===== Provided material
//! Configuration loading and validation.
//!
//! One human-owned `config.toml` with sections for the vault, primary
//! store, sandbox limits, scheduler limits, and the audit sink.

use std::path::{Path, PathBuf};

use serde::Deserialize;

/// Top-level configuration.
#[derive(Debug, Default, Clone, Deserialize)]
pub struct Config {
    /// Vault key management settings.
    #[serde(default)]
    pub vault: VaultConfig,

    /// Primary transactional store.
    #[serde(default)]
    pub storage: StorageConfig,

    /// Sandbox image and resource limits.
    #[serde(default)]
    pub sandbox: SandboxConfig,

    /// Scheduler concurrency and queue limits.
    #[serde(default)]
    pub scheduler: SchedulerConfig,

    /// Audit log sink.
    #[serde(default)]
    pub audit: AuditConfig,
}

/// Vault key management settings.
#[derive(Debug, Clone, Deserialize)]
pub struct VaultConfig {
    /// Key reference recorded on every stored secret.
    #[serde(default = "default_key_ref")]
    pub key_ref: String,

    /// Path to the base64-encoded 32-byte master key file.
    pub master_key_path: Option<PathBuf>,
}

impl Default for VaultConfig {
    fn default() -> Self {
        Self {
            key_ref: default_key_ref(),
            master_key_path: None,
        }
    }
}

/// Primary transactional store settings.
#[derive(Debug, Default, Clone, Deserialize)]
pub struct StorageConfig {
    /// SQLite database path. `None` selects the in-memory store.
    pub db_path: Option<PathBuf>,
}

/// Sandbox image and resource limits.
#[derive(Debug, Clone, Deserialize)]
pub struct SandboxConfig {
    /// Container image used for install jobs.
    #[serde(default = "default_image")]
    pub image: String,

    /// Memory limit in megabytes.
    #[serde(default = "default_memory_mb")]
    pub memory_mb: u32,

    /// CPU core limit.
    #[serde(default = "default_cpu_cores")]
    pub cpu_cores: f64,

    /// Maximum number of processes inside the sandbox.
    #[serde(default = "default_pids_limit")]
    pub pids_limit: i64,

    /// Root directory for per-job workspaces.
    #[serde(default = "default_workspaces_dir")]
    pub workspaces_dir: PathBuf,

    /// Docker network for jobs whose registry is allow-listed. The
    /// network is expected to be egress-filtered; jobs without an
    /// allow-listed registry run with no network at all.
    pub network: Option<String>,

    /// Registry URLs jobs may install from.
    #[serde(default = "default_registries")]
    pub allowed_registries: Vec<String>,
}

impl Default for SandboxConfig {
    fn default() -> Self {
        Self {
            image: default_image(),
            memory_mb: default_memory_mb(),
            cpu_cores: default_cpu_cores(),
            pids_limit: default_pids_limit(),
            workspaces_dir: default_workspaces_dir(),
            network: None,
            allowed_registries: default_registries(),
        }
    }
}

/// Scheduler concurrency and queue limits.
#[derive(Debug, Clone, Deserialize)]
pub struct SchedulerConfig {
    /// Global maximum of concurrently running jobs.
    #[serde(default = "default_max_concurrent")]
    pub max_concurrent: usize,

    /// Per-requester cap on simultaneously running jobs.
    #[serde(default = "default_per_requester_running")]
    pub per_requester_running: usize,

    /// Per-requester queue depth; submissions beyond it are rejected.
    #[serde(default = "default_queue_depth")]
    pub per_requester_queue_depth: usize,

    /// Wall-clock timeout per job in seconds (hard kill).
    #[serde(default = "default_job_timeout_secs")]
    pub job_timeout_secs: u64,

    /// Extra seconds past the timeout before a silent runner is
    /// declared lost and the job failed.
    #[serde(default = "default_liveness_grace_secs")]
    pub liveness_grace_secs: u64,

    /// Bounded retry attempts for infrastructure errors at dispatch.
    #[serde(default = "default_dispatch_retries")]
    pub dispatch_retries: u32,

    /// Base backoff in milliseconds between dispatch retries (doubles
    /// per attempt).
    #[serde(default = "default_retry_backoff_ms")]
    pub retry_backoff_ms: u64,
}

impl Default for SchedulerConfig {
    fn default() -> Self {
        Self {
            max_concurrent: default_max_concurrent(),
            per_requester_running: default_per_requester_running(),
            per_requester_queue_depth: default_queue_depth(),
            job_timeout_secs: default_job_timeout_secs(),
            liveness_grace_secs: default_liveness_grace_secs(),
            dispatch_retries: default_dispatch_retries(),
            retry_backoff_ms: default_retry_backoff_ms(),
        }
    }
}

/// Audit log sink settings.
#[derive(Debug, Clone, Deserialize)]
pub struct AuditConfig {
    /// Append-only audit log path, kept apart from the primary store.
    #[serde(default = "default_audit_path")]
    pub log_path: PathBuf,
}

impl Default for AuditConfig {
    fn default() -> Self {
        Self {
            log_path: default_audit_path(),
        }
    }
}

// Default value functions for serde

fn default_key_ref() -> String {
    "local-master-v1".to_owned()
}
fn default_image() -> String {
    "node:20-alpine".to_owned()
}
fn default_memory_mb() -> u32 {
    2048
}
fn default_cpu_cores() -> f64 {
    2.0
}
fn default_pids_limit() -> i64 {
    256
}
fn default_workspaces_dir() -> PathBuf {
    PathBuf::from("/var/lib/keyward/workspaces")
}
fn default_registries() -> Vec<String> {
    vec!["https://registry.npmjs.org".to_owned()]
}
fn default_max_concurrent() -> usize {
    4
}
fn default_per_requester_running() -> usize {
    2
}
fn default_queue_depth() -> usize {
    16
}
fn default_job_timeout_secs() -> u64 {
    600
}
fn default_liveness_grace_secs() -> u64 {
    30
}
fn default_dispatch_retries() -> u32 {
    3
}
fn default_retry_backoff_ms() -> u64 {
    200
}
fn default_audit_path() -> PathBuf {
    PathBuf::from("/var/log/keyward/audit.jsonl")
}

/// Load configuration from a TOML file.
///
/// # Errors
///
/// Returns an error if the file cannot be read or parsed.
pub fn load_config(path: &Path) -> anyhow::Result<Config> {
    let contents = std::fs::read_to_string(path)
        .map_err(|e| anyhow::anyhow!("failed to read config at {}: {e}", path.display()))?;
    let config: Config = toml::from_str(&contents)
        .map_err(|e| anyhow::anyhow!("failed to parse config at {}: {e}", path.display()))?;
    Ok(config)
}

/// Resolve the default data directory (`~/.keyward/`).
///
/// # Errors
///
/// Returns an error if the home directory cannot be determined.
pub fn data_dir() -> anyhow::Result<PathBuf> {
    let home = directories::BaseDirs::new()
        .ok_or_else(|| anyhow::anyhow!("cannot determine home directory"))?;
    Ok(home.home_dir().join(".keyward"))
}
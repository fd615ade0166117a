//! Sandboxed execution of install jobs.
//!
//! A runner takes one job, its credential bundle, and an output channel,
//! and returns the job's outcome. Implementations own isolation,
//! resource limits, secret injection, and cleanup. Output lines must be
//! redacted before they are sent down the channel.

use std::time::Duration;

use async_trait::async_trait;
use tokio::sync::mpsc;

use crate::types::{CommandSpec, JobId, JobOutcome, OutputLine};
use crate::vault::CredentialBundle;

pub mod docker;
pub mod redactor;

pub use docker::DockerRunner;
pub use redactor::{Redactor, REDACTION_MARKER};

/// Everything a runner needs to execute one job.
#[derive(Debug, Clone)]
pub struct RunRequest {
    /// The job being executed.
    pub job_id: JobId,
    /// The validated install command.
    pub spec: CommandSpec,
    /// Wall-clock budget; the runner hard-kills at expiry.
    pub timeout: Duration,
}

/// Errors produced by sandbox runners.
#[derive(Debug, thiserror::Error)]
pub enum SandboxError {
    /// The bundle presented was issued for a different job.
    #[error("credential bundle for job {bundle} presented to job {job}")]
    BundleMismatch {
        /// Job the run was asked to execute.
        job: JobId,
        /// Job the bundle is bound to.
        bundle: JobId,
    },
    /// Container runtime or filesystem failure.
    #[error("sandbox infrastructure failure: {0}")]
    Infrastructure(String),
}

/// Refuse a bundle issued for a different job.
///
/// Every runner must call this before any sandbox resource is created:
/// a bundle is only ever valid inside the job it was materialized for.
///
/// # Errors
///
/// Returns [`SandboxError::BundleMismatch`] when the bundle's job id
/// differs from the run's.
pub fn verify_bundle_binding(
    request: &RunRequest,
    bundle: &CredentialBundle,
) -> Result<(), SandboxError> {
    if bundle.job_id() != request.job_id {
        return Err(SandboxError::BundleMismatch {
            job: request.job_id,
            bundle: bundle.job_id(),
        });
    }
    Ok(())
}

/// Executes install jobs in isolation.
///
/// The runner consumes the bundle: secrets are injected into the
/// sandbox environment at process start and dropped (zeroized) when the
/// run finishes, however it finishes.
#[async_trait]
pub trait SandboxRunner: Send + Sync {
    /// Run one job to completion, streaming redacted output lines.
    ///
    /// Resolves with the job's outcome: success, failure with a reason
    /// (non-zero exit, timeout), or cancelled when [`kill`] interrupted
    /// the run. Infrastructure problems surface as errors.
    ///
    /// [`kill`]: SandboxRunner::kill
    async fn run(
        &self,
        request: RunRequest,
        bundle: CredentialBundle,
        output: mpsc::Sender<OutputLine>,
    ) -> Result<JobOutcome, SandboxError>;

    /// Forcibly stop a running job. No-op if the job is not running.
    async fn kill(&self, job_id: JobId);
}

#[cfg(test)]
mod tests {
    use super::*;
    use crate::vault::{BundleEntry, SecretValue};

    fn request_for(job_id: JobId) -> RunRequest {
        RunRequest {
            job_id,
            spec: CommandSpec {
                package: "left-pad".to_owned(),
                version: Some("1.3.0".to_owned()),
                registry: None,
            },
            timeout: Duration::from_secs(60),
        }
    }

    #[test]
    fn bundle_bound_to_its_own_job_passes() {
        let job = JobId::generate();
        let bundle = CredentialBundle::new(job, Vec::new());
        assert!(verify_bundle_binding(&request_for(job), &bundle).is_ok());
    }

    #[test]
    fn bundle_for_another_job_is_rejected() {
        let issued_for = JobId::generate();
        let presented_to = JobId::generate();
        let bundle = CredentialBundle::new(
            issued_for,
            vec![BundleEntry {
                env_name: "NPM_TOKEN".to_owned(),
                value: SecretValue::new("abc123"),
            }],
        );

        let err = verify_bundle_binding(&request_for(presented_to), &bundle)
            .expect_err("cross-job bundle must be refused");
        match err {
            SandboxError::BundleMismatch { job, bundle } => {
                assert_eq!(job, presented_to);
                assert_eq!(bundle, issued_for);
            }
            other => panic!("expected BundleMismatch, got {other:?}"),
        }
    }
}
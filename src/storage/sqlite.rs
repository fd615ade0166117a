//! SQLite-backed primary store via `sqlx`.
//!
//! Secrets and grants get real columns; jobs are stored as one JSON
//! document per row with the state mirrored into its own column.
//! `secret_with_grants` runs inside a transaction so revoke can never
//! interleave with a materialize authorization read.

use std::path::Path;

use async_trait::async_trait;
use chrono::{DateTime, Utc};
use sqlx::sqlite::{SqliteConnectOptions, SqlitePoolOptions};
use sqlx::{Row, SqlitePool};

use crate::types::{Action, JobId, SecretId, Subject, Timestamp};
use crate::vault::crypto::EnvelopeCiphertext;

use super::{GrantRecord, JobRecord, SecretMeta, SecretRecord, Store, StoreError};

const SCHEMA: &str = r#"
CREATE TABLE IF NOT EXISTS secrets (
    id         TEXT PRIMARY KEY,
    owner      TEXT NOT NULL,
    name       TEXT NOT NULL,
    service    TEXT,
    envelope   TEXT NOT NULL,
    key_ref    TEXT NOT NULL,
    created_at TEXT NOT NULL,
    revoked_at TEXT
);
CREATE TABLE IF NOT EXISTS grants (
    secret_id  TEXT NOT NULL,
    subject    TEXT NOT NULL,
    actions    TEXT NOT NULL,
    expires_at TEXT,
    created_at TEXT NOT NULL
);
CREATE INDEX IF NOT EXISTS idx_grants_secret_subject ON grants(secret_id, subject);
CREATE TABLE IF NOT EXISTS jobs (
    id        TEXT PRIMARY KEY,
    requester TEXT NOT NULL,
    state     TEXT NOT NULL,
    record    TEXT NOT NULL
);
"#;

/// SQLite [`Store`] implementation.
pub struct SqliteStore {
    pool: SqlitePool,
}

impl SqliteStore {
    /// Open (creating if missing) the database at `path` and ensure the
    /// schema exists.
    ///
    /// # Errors
    ///
    /// Returns an error if the database cannot be opened or migrated.
    pub async fn connect(path: &Path) -> Result<Self, StoreError> {
        let options = SqliteConnectOptions::new()
            .filename(path)
            .create_if_missing(true);
        let pool = SqlitePoolOptions::new()
            .max_connections(5)
            .connect_with(options)
            .await
            .map_err(|e| StoreError::Unavailable(e.to_string()))?;
        sqlx::raw_sql(SCHEMA)
            .execute(&pool)
            .await
            .map_err(|e| StoreError::Unavailable(e.to_string()))?;
        Ok(Self { pool })
    }
}

fn unavailable(err: sqlx::Error) -> StoreError {
    StoreError::Unavailable(err.to_string())
}

fn parse_timestamp(raw: &str) -> Result<Timestamp, StoreError> {
    DateTime::parse_from_rfc3339(raw)
        .map(|dt| dt.with_timezone(&Utc))
        .map_err(|e| StoreError::Corrupt(format!("timestamp '{raw}': {e}")))
}

fn secret_from_row(row: &sqlx::sqlite::SqliteRow) -> Result<SecretRecord, StoreError> {
    let id: String = row.try_get("id").map_err(unavailable)?;
    let owner: String = row.try_get("owner").map_err(unavailable)?;
    let name: String = row.try_get("name").map_err(unavailable)?;
    let service: Option<String> = row.try_get("service").map_err(unavailable)?;
    let envelope_raw: String = row.try_get("envelope").map_err(unavailable)?;
    let key_ref: String = row.try_get("key_ref").map_err(unavailable)?;
    let created_at: String = row.try_get("created_at").map_err(unavailable)?;
    let revoked_at: Option<String> = row.try_get("revoked_at").map_err(unavailable)?;

    let envelope: EnvelopeCiphertext = serde_json::from_str(&envelope_raw)
        .map_err(|e| StoreError::Corrupt(format!("envelope: {e}")))?;

    Ok(SecretRecord {
        id: SecretId::parse(&id).ok_or_else(|| StoreError::Corrupt(format!("secret id '{id}'")))?,
        owner: Subject::new(owner),
        name,
        service,
        envelope,
        key_ref,
        created_at: parse_timestamp(&created_at)?,
        revoked_at: revoked_at.as_deref().map(parse_timestamp).transpose()?,
    })
}

fn grant_from_row(row: &sqlx::sqlite::SqliteRow) -> Result<GrantRecord, StoreError> {
    let secret_id: String = row.try_get("secret_id").map_err(unavailable)?;
    let subject: String = row.try_get("subject").map_err(unavailable)?;
    let actions_raw: String = row.try_get("actions").map_err(unavailable)?;
    let expires_at: Option<String> = row.try_get("expires_at").map_err(unavailable)?;
    let created_at: String = row.try_get("created_at").map_err(unavailable)?;

    let actions: Vec<Action> = serde_json::from_str(&actions_raw)
        .map_err(|e| StoreError::Corrupt(format!("actions: {e}")))?;

    Ok(GrantRecord {
        secret_id: SecretId::parse(&secret_id)
            .ok_or_else(|| StoreError::Corrupt(format!("secret id '{secret_id}'")))?,
        subject: Subject::new(subject),
        actions,
        expires_at: expires_at.as_deref().map(parse_timestamp).transpose()?,
        created_at: parse_timestamp(&created_at)?,
    })
}

#[async_trait]
impl Store for SqliteStore {
    async fn insert_secret(&self, record: SecretRecord) -> Result<(), StoreError> {
        let envelope = serde_json::to_string(&record.envelope)
            .map_err(|e| StoreError::Corrupt(e.to_string()))?;
        let result = sqlx::query(
            "INSERT INTO secrets (id, owner, name, service, envelope, key_ref, created_at, revoked_at)
             VALUES (?, ?, ?, ?, ?, ?, ?, ?)",
        )
        .bind(record.id.to_string())
        .bind(record.owner.as_str())
        .bind(&record.name)
        .bind(&record.service)
        .bind(envelope)
        .bind(&record.key_ref)
        .bind(record.created_at.to_rfc3339())
        .bind(record.revoked_at.map(|t| t.to_rfc3339()))
        .execute(&self.pool)
        .await;

        match result {
            Ok(_) => Ok(()),
            Err(e) if e.to_string().contains("UNIQUE") => Err(StoreError::Conflict(format!(
                "secret {} already exists",
                record.id
            ))),
            Err(e) => Err(unavailable(e)),
        }
    }

    async fn secret(&self, id: SecretId) -> Result<Option<SecretRecord>, StoreError> {
        let row = sqlx::query("SELECT * FROM secrets WHERE id = ?")
            .bind(id.to_string())
            .fetch_optional(&self.pool)
            .await
            .map_err(unavailable)?;
        row.as_ref().map(secret_from_row).transpose()
    }

    async fn secret_with_grants(
        &self,
        id: SecretId,
        subject: &Subject,
    ) -> Result<Option<(SecretRecord, Vec<GrantRecord>)>, StoreError> {
        let mut tx = self.pool.begin().await.map_err(unavailable)?;

        let row = sqlx::query("SELECT * FROM secrets WHERE id = ?")
            .bind(id.to_string())
            .fetch_optional(&mut *tx)
            .await
            .map_err(unavailable)?;
        let Some(row) = row else {
            tx.rollback().await.map_err(unavailable)?;
            return Ok(None);
        };
        let record = secret_from_row(&row)?;

        let grant_rows = sqlx::query("SELECT * FROM grants WHERE secret_id = ? AND subject = ?")
            .bind(id.to_string())
            .bind(subject.as_str())
            .fetch_all(&mut *tx)
            .await
            .map_err(unavailable)?;
        tx.commit().await.map_err(unavailable)?;

        let grants = grant_rows
            .iter()
            .map(grant_from_row)
            .collect::<Result<Vec<_>, _>>()?;
        Ok(Some((record, grants)))
    }

    async fn list_secrets(&self, owner: &Subject) -> Result<Vec<SecretMeta>, StoreError> {
        let rows = sqlx::query("SELECT * FROM secrets WHERE owner = ? ORDER BY created_at")
            .bind(owner.as_str())
            .fetch_all(&self.pool)
            .await
            .map_err(unavailable)?;
        rows.iter()
            .map(|row| secret_from_row(row).map(|record| record.meta()))
            .collect()
    }

    async fn revoke_secret(&self, id: SecretId, at: Timestamp) -> Result<bool, StoreError> {
        let result =
            sqlx::query("UPDATE secrets SET revoked_at = ? WHERE id = ? AND revoked_at IS NULL")
                .bind(at.to_rfc3339())
                .bind(id.to_string())
                .execute(&self.pool)
                .await
                .map_err(unavailable)?;
        if result.rows_affected() > 0 {
            return Ok(true);
        }
        // Already revoked still counts as known; only a missing row is false.
        let exists = sqlx::query("SELECT id FROM secrets WHERE id = ?")
            .bind(id.to_string())
            .fetch_optional(&self.pool)
            .await
            .map_err(unavailable)?;
        Ok(exists.is_some())
    }

    async fn delete_secret(&self, id: SecretId) -> Result<(), StoreError> {
        sqlx::query("DELETE FROM grants WHERE secret_id = ?")
            .bind(id.to_string())
            .execute(&self.pool)
            .await
            .map_err(unavailable)?;
        sqlx::query("DELETE FROM secrets WHERE id = ?")
            .bind(id.to_string())
            .execute(&self.pool)
            .await
            .map_err(unavailable)?;
        Ok(())
    }

    async fn insert_grant(&self, record: GrantRecord) -> Result<(), StoreError> {
        let actions = serde_json::to_string(&record.actions)
            .map_err(|e| StoreError::Corrupt(e.to_string()))?;
        sqlx::query(
            "INSERT INTO grants (secret_id, subject, actions, expires_at, created_at)
             VALUES (?, ?, ?, ?, ?)",
        )
        .bind(record.secret_id.to_string())
        .bind(record.subject.as_str())
        .bind(actions)
        .bind(record.expires_at.map(|t| t.to_rfc3339()))
        .bind(record.created_at.to_rfc3339())
        .execute(&self.pool)
        .await
        .map_err(unavailable)?;
        Ok(())
    }

    async fn delete_grants(
        &self,
        secret_id: SecretId,
        subject: &Subject,
    ) -> Result<(), StoreError> {
        sqlx::query("DELETE FROM grants WHERE secret_id = ? AND subject = ?")
            .bind(secret_id.to_string())
            .bind(subject.as_str())
            .execute(&self.pool)
            .await
            .map_err(unavailable)?;
        Ok(())
    }

    async fn insert_job(&self, record: JobRecord) -> Result<(), StoreError> {
        let document =
            serde_json::to_string(&record).map_err(|e| StoreError::Corrupt(e.to_string()))?;
        let state =
            serde_json::to_string(&record.state).map_err(|e| StoreError::Corrupt(e.to_string()))?;
        let result = sqlx::query(
            "INSERT INTO jobs (id, requester, state, record) VALUES (?, ?, ?, ?)",
        )
        .bind(record.id.to_string())
        .bind(record.requester.as_str())
        .bind(state)
        .bind(document)
        .execute(&self.pool)
        .await;

        match result {
            Ok(_) => Ok(()),
            Err(e) if e.to_string().contains("UNIQUE") => Err(StoreError::Conflict(format!(
                "job {} already exists",
                record.id
            ))),
            Err(e) => Err(unavailable(e)),
        }
    }

    async fn job(&self, id: JobId) -> Result<Option<JobRecord>, StoreError> {
        let row = sqlx::query("SELECT record FROM jobs WHERE id = ?")
            .bind(id.to_string())
            .fetch_optional(&self.pool)
            .await
            .map_err(unavailable)?;
        let Some(row) = row else {
            return Ok(None);
        };
        let document: String = row.try_get("record").map_err(unavailable)?;
        serde_json::from_str(&document).map_err(|e| StoreError::Corrupt(e.to_string()))
    }

    async fn update_job(&self, record: &JobRecord) -> Result<(), StoreError> {
        let document =
            serde_json::to_string(record).map_err(|e| StoreError::Corrupt(e.to_string()))?;
        let state =
            serde_json::to_string(&record.state).map_err(|e| StoreError::Corrupt(e.to_string()))?;
        let result = sqlx::query("UPDATE jobs SET state = ?, record = ? WHERE id = ?")
            .bind(state)
            .bind(document)
            .bind(record.id.to_string())
            .execute(&self.pool)
            .await
            .map_err(unavailable)?;
        if result.rows_affected() == 0 {
            return Err(StoreError::Conflict(format!("job {} not found", record.id)));
        }
        Ok(())
    }

    async fn delete_job(&self, id: JobId) -> Result<(), StoreError> {
        sqlx::query("DELETE FROM jobs WHERE id = ?")
            .bind(id.to_string())
            .execute(&self.pool)
            .await
            .map_err(unavailable)?;
        Ok(())
    }
}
==========
In the listing above, locate the line containing "hard-kills at expiry." and the line containing "or filesystem failure.", then transcribe both and every line between them verbatim.

    /// Wall-clock budget; the runner hard-kills at expiry.
    pub timeout: Duration,
}

/// Errors produced by sandbox runners.
#[derive(Debug, thiserror::Error)]
pub enum SandboxError {
    /// The bundle presented was issued for a different job.
    #[error("credential bundle for job {bundle} presented to job {job}")]
    BundleMismatch {
        /// Job the run was asked to execute.
        job: JobId,
        /// Job the bundle is bound to.
        bundle: JobId,
    },
    /// Container runtime or filesystem failure.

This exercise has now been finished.